Remember that both the Department of Agriculture at Washington, and your State College of Agriculture are anxious to help this kind of work. The former gives you all the seeds you need, free of charge. Write to some well-known seed houses for catalogues, and you will get particulars about all the different varieties. Go to your Public Libraries, and you will find the most fascinating books, many written especially for children, telling you just what to do. "When Mother Lets Us Garden," by Frances Duncan, is one of the best and simplest, while "Little Gardens for Boys and Girls," by Higgins, "Mary's Garden and How It Grew," by Duncan, "Children's Library of Work and Play Gardening," by Shaw, and "The School Garden Book," by Weed-Emerson, are all intensely interesting.
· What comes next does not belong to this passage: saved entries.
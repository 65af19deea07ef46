//! Domain Records - Structured views over backend state
//!
//! None of these are persisted by the core; the storage backend is the
//! source of truth and every record is parsed fresh from its output.

use chrono::{DateTime, Utc};
use serde::{Deserialize, Serialize};

// =============================================================================
// Backend
// =============================================================================

/// Storage backend managing a pool
#[derive(Debug, Clone, Copy, PartialEq, Eq, PartialOrd, Ord, Hash, Serialize, Deserialize)]
#[serde(rename_all = "lowercase")]
pub enum Backend {
    Zfs,
    Btrfs,
    Mdadm,
}

impl Backend {
    pub const ALL: [Backend; 3] = [Backend::Zfs, Backend::Btrfs, Backend::Mdadm];
}

impl std::fmt::Display for Backend {
    fn fmt(&self, f: &mut std::fmt::Formatter<'_>) -> std::fmt::Result {
        match self {
            Backend::Zfs => write!(f, "zfs"),
            Backend::Btrfs => write!(f, "btrfs"),
            Backend::Mdadm => write!(f, "mdadm"),
        }
    }
}

impl std::str::FromStr for Backend {
    type Err = crate::error::Error;

    fn from_str(s: &str) -> Result<Self, Self::Err> {
        match s.to_lowercase().as_str() {
            "zfs" => Ok(Backend::Zfs),
            "btrfs" => Ok(Backend::Btrfs),
            "mdadm" | "md" => Ok(Backend::Mdadm),
            other => Err(crate::error::Error::Validation(format!(
                "unknown backend '{}', expected zfs, btrfs or mdadm",
                other
            ))),
        }
    }
}

// =============================================================================
// Pool Health
// =============================================================================

/// Pool health as reported by the backend
#[derive(Debug, Clone, Copy, PartialEq, Eq, Hash, Serialize, Deserialize)]
#[serde(rename_all = "UPPERCASE")]
pub enum PoolHealth {
    Online,
    Degraded,
    Faulted,
    Unknown,
}

impl PoolHealth {
    /// Map backend state words onto the health enum
    pub fn from_backend_state(state: &str) -> Self {
        let state = state.trim().to_ascii_uppercase();
        match state.as_str() {
            "ONLINE" | "CLEAN" | "ACTIVE" => PoolHealth::Online,
            "DEGRADED" => PoolHealth::Degraded,
            "FAULTED" | "UNAVAIL" | "REMOVED" | "FAILED" | "INACTIVE" => PoolHealth::Faulted,
            // mdadm joins flags: "clean, FAILED", "active, degraded, recovering"
            s if s.contains("FAILED") || s.contains("INACTIVE") => PoolHealth::Faulted,
            s if s.contains("DEGRADED") => PoolHealth::Degraded,
            s if s.starts_with("CLEAN") || s.starts_with("ACTIVE") => PoolHealth::Online,
            _ => PoolHealth::Unknown,
        }
    }
}

impl std::fmt::Display for PoolHealth {
    fn fmt(&self, f: &mut std::fmt::Formatter<'_>) -> std::fmt::Result {
        match self {
            PoolHealth::Online => write!(f, "ONLINE"),
            PoolHealth::Degraded => write!(f, "DEGRADED"),
            PoolHealth::Faulted => write!(f, "FAULTED"),
            PoolHealth::Unknown => write!(f, "UNKNOWN"),
        }
    }
}

// =============================================================================
// Pool / Dataset / Snapshot
// =============================================================================

/// A backend-managed storage pool
#[derive(Debug, Clone, PartialEq, Serialize, Deserialize)]
#[serde(rename_all = "camelCase")]
pub struct StoragePool {
    pub name: String,
    pub backend: Backend,
    pub size_bytes: u64,
    pub allocated_bytes: u64,
    pub free_bytes: u64,
    pub capacity_percent: u32,
    pub health: PoolHealth,
    #[serde(skip_serializing_if = "Option::is_none")]
    pub dedup_ratio: Option<f64>,
    #[serde(skip_serializing_if = "Option::is_none")]
    pub fragmentation_percent: Option<u32>,
}

/// A dataset carved from a zfs pool
#[derive(Debug, Clone, PartialEq, Eq, Serialize, Deserialize)]
#[serde(rename_all = "camelCase")]
pub struct Dataset {
    pub name: String,
    pub pool_name: String,
    pub used_bytes: u64,
    pub avail_bytes: u64,
    pub refer_bytes: u64,
    pub mountpoint: String,
    pub compression: String,
    /// `None` when no quota is set
    pub quota: Option<u64>,
}

/// A point-in-time snapshot of a dataset
#[derive(Debug, Clone, PartialEq, Eq, Serialize, Deserialize)]
#[serde(rename_all = "camelCase")]
pub struct Snapshot {
    /// `dataset@label`
    pub qualified_name: String,
    pub creation_time: DateTime<Utc>,
    pub used_bytes: u64,
}

impl Snapshot {
    pub fn dataset(&self) -> &str {
        self.qualified_name
            .split_once('@')
            .map(|(dataset, _)| dataset)
            .unwrap_or(&self.qualified_name)
    }

    pub fn label(&self) -> &str {
        self.qualified_name
            .split_once('@')
            .map(|(_, label)| label)
            .unwrap_or("")
    }
}

/// A btrfs snapshot subvolume inside a pool's filesystem
#[derive(Debug, Clone, PartialEq, Eq, Serialize, Deserialize)]
#[serde(rename_all = "camelCase")]
pub struct SubvolumeSnapshot {
    pub pool: String,
    /// Subvolume ID assigned by btrfs
    pub id: u64,
    pub generation: u64,
    /// Path relative to the pool mountpoint
    pub path: String,
    /// `None` when btrfs reports no creation time
    pub created_at: Option<DateTime<Utc>>,
}

// =============================================================================
// Background Activity
// =============================================================================

/// State of a scrub/balance/resync pass
#[derive(Debug, Clone, Copy, PartialEq, Eq, Serialize, Deserialize)]
#[serde(rename_all = "lowercase")]
pub enum ActivityState {
    Idle,
    Running,
    Paused,
    Finished,
    Canceled,
    Unknown,
}

/// Parsed progress of one background pass
#[derive(Debug, Clone, PartialEq, Serialize, Deserialize)]
#[serde(rename_all = "camelCase")]
pub struct ActivityProgress {
    pub state: ActivityState,
    #[serde(skip_serializing_if = "Option::is_none")]
    pub percent_done: Option<f64>,
    #[serde(skip_serializing_if = "Option::is_none")]
    pub errors: Option<u64>,
}

impl ActivityProgress {
    pub fn idle() -> Self {
        Self {
            state: ActivityState::Idle,
            percent_done: None,
            errors: None,
        }
    }
}

/// Live status of a pool's background work
#[derive(Debug, Clone, PartialEq, Serialize, Deserialize)]
#[serde(rename_all = "camelCase")]
pub struct PoolActivity {
    pub pool: String,
    pub backend: Backend,
    pub health: PoolHealth,
    pub scrub: ActivityProgress,
    #[serde(skip_serializing_if = "Option::is_none")]
    pub balance: Option<ActivityProgress>,
    /// Unparsed backend text, kept for operators
    pub raw: String,
}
AN OUTGROWN PLAYHOUSE HELD THE TOOLS USED BY THE CHILDREN IN THESE GARDENS

If you find yourself so successful in your work that you have more flowers and vegetables than you can use, remember that there are always plenty of poor people in your own town who would gladly accept your gifts, and any church organization would tell you how to reach them. If, however, you are trying to earn some money for yourself, you can always find regular customers glad to buy things fresh from the garden.

For a meeting place during the summer, why not plan a flower club-house? Perhaps some of the dear old grandmothers will give you a few hollyhock roots, which you can plant in a circle big enough to hold your little club. Leave an opening in the ring just big enough to enter through, and before the season is very far along, the hollyhocks will be tall enough to screen you from the passerby. The hollyhocks sow themselves, and come up every year, and hybridized by the bees, show different colors every season. Better still, go to the woods for a lot of brush, stick it in the ground to form a square room, and cover with a brush roof. Over this you can train wild honeysuckle, which you can find in lengths of ten and twelve feet. Or you can buy a package or two of the Varigated Japanese Hop, which will grow ten feet in a month or six weeks,—and sowing itself, come up and cover your house every year.

A garden club proves a source of pleasure through the winter, too. You can go on with the care and cultivation of house plants, and the growing of all kinds of bulbs. You can meet regularly at the different homes, and have the members prepare and read little papers such as "How to Grow Roman Hyacinths in Water," "The Best Flowers for a Window-Box," "Raising Plants from Cuttings," "Starting Seeds Indoors," "How to Make a Table Water-Garden," etc.

In case you wish to know exactly how to organize and conduct a club, just like big folks do,—get from your Public Library a book called "Boys' Clubs," by C. S. Bernheimer and J. M. Cohen. This has also a chapter on girls' clubs, and it tells you all about club management, so that you can have a lot of fun at your meetings, besides learning a great many important things in a way that you will never forget.